Photographie : Blanc-Seing.

Ce pays si reculé de tout, avec ses collines de craie, ses buttes d'argile rouge, ses barres rocheuses m'avait séduit d'emblée. Et puis, la garrigue, sa naturelle désolation sous un ciel lavé de nuages, son odeur épicée, ses bouquets de thym et ses touffes de romarin coïncidaient avec ce besoin de solitude dont, depuis toujours, j'étais porteur. Comme mes yeux étaient bleus, ma peau claire, mes doigts longs et fins, ces terres aux confins de la méditerranée étaient logées en moi avec la force des marées. Toujours l'arche infiniment ouverte du ressourcement, toujours ces fondements auxquels je me confiais avec délice et candeur, pareil à l'enfant qui s'attache à sa mère avec la certitude de n'en être point détaché.
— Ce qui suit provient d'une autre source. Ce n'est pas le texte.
//! Host runtime: evdev device discovery, the reader thread that tracks the
//! contact, and the cooperative polling loop (I/O layer).
//!
//! Event classification lives in [`crate::transport`], dispatch in
//! [`crate::dispatcher`].
use std::path::{Path, PathBuf};
use std::process::ExitCode;
use std::sync::Arc;
use std::sync::atomic::{AtomicBool, Ordering};
use std::thread;
use std::time::{Duration, Instant};

use evdev::{AbsoluteAxisType, Device};
use log::{debug, error, info, trace, warn};

use crate::config::{AppConfig, TactileError, parse_config_file};
use crate::dispatcher::Dispatcher;
use crate::event::{PollStatus, SwipeInfo, TouchEvent};
use crate::geometry::{DisplaySize, Rect, TouchPoint};
use crate::pool::{WidgetId, WidgetKind};
use crate::render::{LogSurface, RenderSurface};
use crate::slider::{Orientation, SliderId, SliderSpec};
use crate::transport::{ContactTracker, SharedContact, classify_event};
use crate::widget::WidgetSpec;

// -- TouchManager (top-level orchestrator) --------------------

/// Runs the dispatcher against a Linux touchscreen.
pub struct TouchManager {
    config: AppConfig,
    running: Arc<AtomicBool>,
}

impl TouchManager {
    pub fn new(config_path: impl AsRef<Path>) -> Result<Self, TactileError> {
        Ok(Self {
            config: parse_config_file(config_path.as_ref())?,
            running: Arc::new(AtomicBool::new(false)),
        })
    }

    /// Open the configured device and run the polling loop until stopped.
    pub fn start(&mut self) -> Result<(), TactileError> {
        let Some(usb_id) = self.config.device_usb_id.clone() else {
            error!("No [device] usb_id configured");
            return Err(TactileError::InvalidConfig {
                key: "device.usb_id",
                message: "required to run".to_string(),
            });
        };
        let Some(device) = find_device(&usb_id) else {
            return Err(TactileError::InvalidConfig {
                key: "device.usb_id",
                message: format!("no touch device with USB ID {usb_id} found"),
            });
        };

        self.running.store(true, Ordering::Relaxed);
        info!("Starting touch loop");

        let mut dispatcher = Dispatcher::new(&self.config);
        let mut surface = LogSurface::new(self.config.display);
        let mut state = DemoState::default();
        build_demo_layout(&mut dispatcher, &mut surface)?;

        let mut contact = Arc::new(SharedContact::new());
        let shared = Arc::clone(&contact);
        let running = Arc::clone(&self.running);
        let display = self.config.display;
        let reader = thread::Builder::new()
            .name(format!("touch-{usb_id}"))
            .spawn(move || run_reader(&usb_id, device, display, &shared, &running));
        if let Err(e) = reader {
            error!("Failed to spawn reader thread: {e}");
            self.running.store(false, Ordering::Relaxed);
            return Ok(());
        }

        let interval = Duration::from_millis(u64::from(self.config.touch.poll_interval_ms));
        let epoch = Instant::now();
        while self.running.load(Ordering::Relaxed) {
            let now_ms = epoch.elapsed().as_millis() as u32;
            let status = poll_contact(&mut dispatcher, &mut state, &mut contact, &mut surface, now_ms);
            if status != PollStatus::NoTouch {
                debug!("poll: {status}");
            }
            thread::sleep(interval);
        }

        let stats = dispatcher.widgets().stats();
        info!(
            "Touch loop stopped ({} taps, {} dropped events, {}/{} widgets free, min {})",
            state.taps,
            dispatcher.mailbox().dropped(),
            stats.free,
            stats.total,
            stats.min_free
        );
        Ok(())
    }

    /// Stop the polling loop.
    pub fn stop(&self) {
        self.running.store(false, Ordering::Relaxed);
        info!("Touch manager stopped");
    }

    /// Shared flag; clearing it ends [`start`](Self::start).
    pub fn running_flag(&self) -> Arc<AtomicBool> {
        Arc::clone(&self.running)
    }

    pub fn config_log_level(&self) -> &str {
        &self.config.log_level
    }

    pub fn config_log_file(&self) -> Option<&str> {
        self.config.log_file.as_deref()
    }
}

/// One loop iteration fed by a reader thread's [`SharedContact`]. A contact
/// lost with its device resets the sequence before the transport is read,
/// so the dispatcher never sees it as a lift.
pub fn poll_contact<C>(
    dispatcher: &mut Dispatcher<C>,
    ctx: &mut C,
    contact: &mut Arc<SharedContact>,
    surface: &mut impl RenderSurface,
    now_ms: u32,
) -> PollStatus {
    if contact.take_lost() {
        dispatcher.handle_event(ctx, surface, TouchEvent::Error, now_ms);
    }
    dispatcher.poll_once(ctx, contact, surface, now_ms)
}

// -- Demonstration layout -------------------------------------

/// Context handed to the demonstration callbacks.
#[derive(Debug, Default)]
pub struct DemoState {
    pub taps: u32,
    pub counter: i32,
    pub level: i16,
}

fn on_tap(state: &mut DemoState, id: WidgetId, value: i16) {
    state.taps += 1;
    info!("Button {id} tapped (value {value}, {} taps)", state.taps);
}

fn on_step(state: &mut DemoState, _id: WidgetId, value: i16) {
    state.counter += i32::from(value);
    info!("Counter: {}", state.counter);
}

fn on_level(state: &mut DemoState, _id: SliderId, value: i16) -> i16 {
    // quantize to steps of 10
    let snapped = (value + 5) / 10 * 10;
    state.level = snapped;
    snapped
}

fn on_swipe(_state: &mut DemoState, swipe: SwipeInfo) {
    info!("Swipe along {} by {} px", swipe.axis, swipe.magnitude);
}

fn on_long_press(_state: &mut DemoState, point: TouchPoint) {
    info!("Long press at ({}, {})", point.x, point.y);
}

fn build_demo_layout(
    dispatcher: &mut Dispatcher<DemoState>,
    surface: &mut LogSurface,
) -> Result<(), TactileError> {
    let display = dispatcher.display_size();

    let tap = dispatcher.widgets_mut().allocate(WidgetKind::Plain)?;
    let spec = WidgetSpec::new(Rect::new(10, 10, 100, 40), on_tap).with_caption("Tap", 2);
    dispatcher.widgets_mut().configure(tap, &spec, display)?;
    dispatcher.widgets().draw(tap, surface)?;

    let step = dispatcher.widgets_mut().allocate(WidgetKind::Autorepeat)?;
    let spec = WidgetSpec::new(Rect::new(120, 10, 40, 40), on_step)
        .with_caption("+", 2)
        .with_value(1)
        .with_border(4);
    dispatcher.widgets_mut().configure(step, &spec, display)?;
    dispatcher.widgets().draw(step, surface)?;

    let spec = SliderSpec::new(TouchPoint::new(10, 80), Orientation::Horizontal, 100, on_level)
        .with_threshold(80);
    let (level, _) = dispatcher.sliders_mut().add(&spec, display)?;
    dispatcher.sliders().draw(level, surface)?;

    dispatcher.set_swipe_hook(Some(on_swipe));
    dispatcher.set_long_press_hook(Some(on_long_press));
    Ok(())
}

// -- Device I/O -----------------------------------------------

/// Parse a USB vendor:product ID string into `(vendor, product)`.
///
/// Accepts formats like `"1234:5678"` or `"USB:1234:5678"` (case-insensitive).
/// Returns `None` if the format is invalid or the hex values cannot be parsed.
pub fn parse_usb_id(raw: &str) -> Option<(u16, u16)> {
    let cleaned = raw.to_lowercase().replace("usb:", "");
    let (vendor_str, product_str) = cleaned.split_once(':')?;
    let vendor = u16::from_str_radix(vendor_str, 16).ok()?;
    let product = u16::from_str_radix(product_str, 16).ok()?;
    Some((vendor, product))
}

/// A device reporting both multi-touch position axes.
fn is_touch_device(device: &Device) -> bool {
    device.supported_absolute_axes().is_some_and(|axes| {
        axes.contains(AbsoluteAxisType::ABS_MT_POSITION_X)
            && axes.contains(AbsoluteAxisType::ABS_MT_POSITION_Y)
    })
}

/// All multi-touch devices with their node paths.
fn touch_devices() -> impl Iterator<Item = (PathBuf, Device)> {
    evdev::enumerate().filter(|(_, device)| is_touch_device(device))
}

fn find_device(usb_id: &str) -> Option<Device> {
    let Some((vendor, product)) = parse_usb_id(usb_id) else {
        warn!("Malformed USB ID '{usb_id}', expected vendor:product in hex");
        return None;
    };
    let found = touch_devices().find(|(_, device)| {
        let id = device.input_id();
        (id.vendor(), id.product()) == (vendor, product)
    });
    match found {
        Some((path, device)) => {
            info!(
                "Using {} at {} for {usb_id}",
                device.name().unwrap_or("unnamed device"),
                path.display()
            );
            Some(device)
        }
        None => {
            warn!("No multi-touch device matches {usb_id}");
            None
        }
    }
}

/// Build a tracker from the device's axis ranges.
fn make_tracker(device: &Device, display: DisplaySize) -> Option<ContactTracker> {
    let abs = match device.get_abs_state() {
        Ok(state) => state,
        Err(e) => {
            error!("Failed to get abs state: {e}");
            return None;
        }
    };
    let x = &abs[AbsoluteAxisType::ABS_MT_POSITION_X.0 as usize];
    let y = &abs[AbsoluteAxisType::ABS_MT_POSITION_Y.0 as usize];
    debug!(
        "  X range: {}..{}, Y range: {}..{}",
        x.minimum, x.maximum, y.minimum, y.maximum
    );
    Some(ContactTracker::new(
        (x.minimum, x.maximum),
        (y.minimum, y.maximum),
        display,
    ))
}

/// Reader thread: blocks on the device and publishes the contact state.
/// Reconnects when the device disappears.
fn run_reader(
    usb_id: &str,
    mut device: Device,
    display: DisplaySize,
    contact: &SharedContact,
    running: &AtomicBool,
) {
    const MAX_RETRIES: usize = 10;
    const RETRY_INTERVAL: Duration = Duration::from_secs(5);

    'device: loop {
        let Some(mut tracker) = make_tracker(&device, display) else {
            return;
        };
        while running.load(Ordering::Relaxed) {
            let events = match device.fetch_events() {
                Ok(iter) => iter.collect::<Vec<_>>(),
                Err(e) => {
                    warn!("Device {usb_id} disconnected: {e}");
                    break;
                }
            };
            for event in &events {
                let Some(transition) = classify_event(event).and_then(|raw| tracker.feed(raw))
                else {
                    continue;
                };
                trace!("{}", transition.name());
                contact.publish(transition);
            }
        }
        if !running.load(Ordering::Relaxed) {
            return;
        }
        if tracker.is_down() {
            contact.mark_lost();
        }

        for attempt in 1..=MAX_RETRIES {
            if !running.load(Ordering::Relaxed) {
                return;
            }
            info!("Reconnect attempt {attempt}/{MAX_RETRIES} for {usb_id}...");
            thread::sleep(RETRY_INTERVAL);
            if let Some(new_device) = find_device(usb_id) {
                info!("Reconnected to {usb_id}");
                device = new_device;
                continue 'device;
            }
        }
        error!("Failed to reconnect to {usb_id} after {MAX_RETRIES} attempts");
        running.store(false, Ordering::Relaxed);
        return;
    }
}

/// Print every multi-touch device with its USB ID, for the `[device]`
/// section.
pub fn list_touch_devices() -> ExitCode {
    let devices: Vec<_> = touch_devices().collect();
    if devices.is_empty() {
        println!("No multi-touch devices found. Is the panel connected, and are you allowed to read /dev/input?");
        return ExitCode::FAILURE;
    }

    println!("{:<9} {:<24} {}", "USB ID", "Path", "Name");
    for (path, device) in &devices {
        let id = device.input_id();
        println!(
            "{:04x}:{:04x} {:<24} {}",
            id.vendor(),
            id.product(),
            path.display(),
            device.name().unwrap_or("unnamed device"),
        );
    }
    println!("\nSet one of them in tactile.toml:\n\n[device]\nusb_id = \"<USB ID>\"");
    ExitCode::SUCCESS
}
Ce havre de paix - un hameau minuscule sur les hauteurs des Corbières -, je l'avais placé en moi comme une faveur dont, jamais, je ne devais me déprendre. Rythme lent des troupeaux de moutons à la laine blanche, vol de quelques éperviers en des cercles parfaits, chuintement des ruisseaux dans le frais des ombrages. Et si peu de bruit, hormis le passage d'une voiture, qu'on aurait cru à une manière de terre de l'extrême. Peu de voisins et des contacts limités à un couple d'Anglais à la parfaite discrétion : une osmose avec le paysage empreint de douceur. Quelques platanes aux larges troncs desquamés, des peupliers élancés dans le ciel, un tapis de feuilles jaunes, les lignes blanches des sentiers, la diagonale brisée des collines qui formaient un cirque et, au centre, un silence quasi-monacal. Ceci suffisait à dresser, sinon le cadre d'une retraite, du moins une nécessaire halte dans le cours du temps. J'avais volontairement omis d'emporter un téléphone, mon ordinateur était resté à Paris, ainsi que les notes de mes prochains articles. Quelques livres anciens dont je voulais faire une lecture neuve dans le calme d'une nature apaisée. Mes matinées, consacrées aux textes, coulaient dans le recueillement des pages de Supervielle, Fromentin, Huysmans. Poésie et idéalisme me disposaient dans un légitime reflux du social et du contingent. Je les redécouvrais ces écrivains, je les percevais avec un rythme différent, dans une manière de lenteur qui leur donnait une saveur nouvelle. On ne devrait lire ces précieux auteurs qu'environnés de silence, loin des mouvements de la foule, des agitations des villes. Le métro et ses nécessaires promiscuités n'étaient qu'un pis aller.

La maison aux volets bleus.

Kees Van Dongen

Femme en bleue au collier rouge, 1907-11

Source : Impasse des Pas Perdus.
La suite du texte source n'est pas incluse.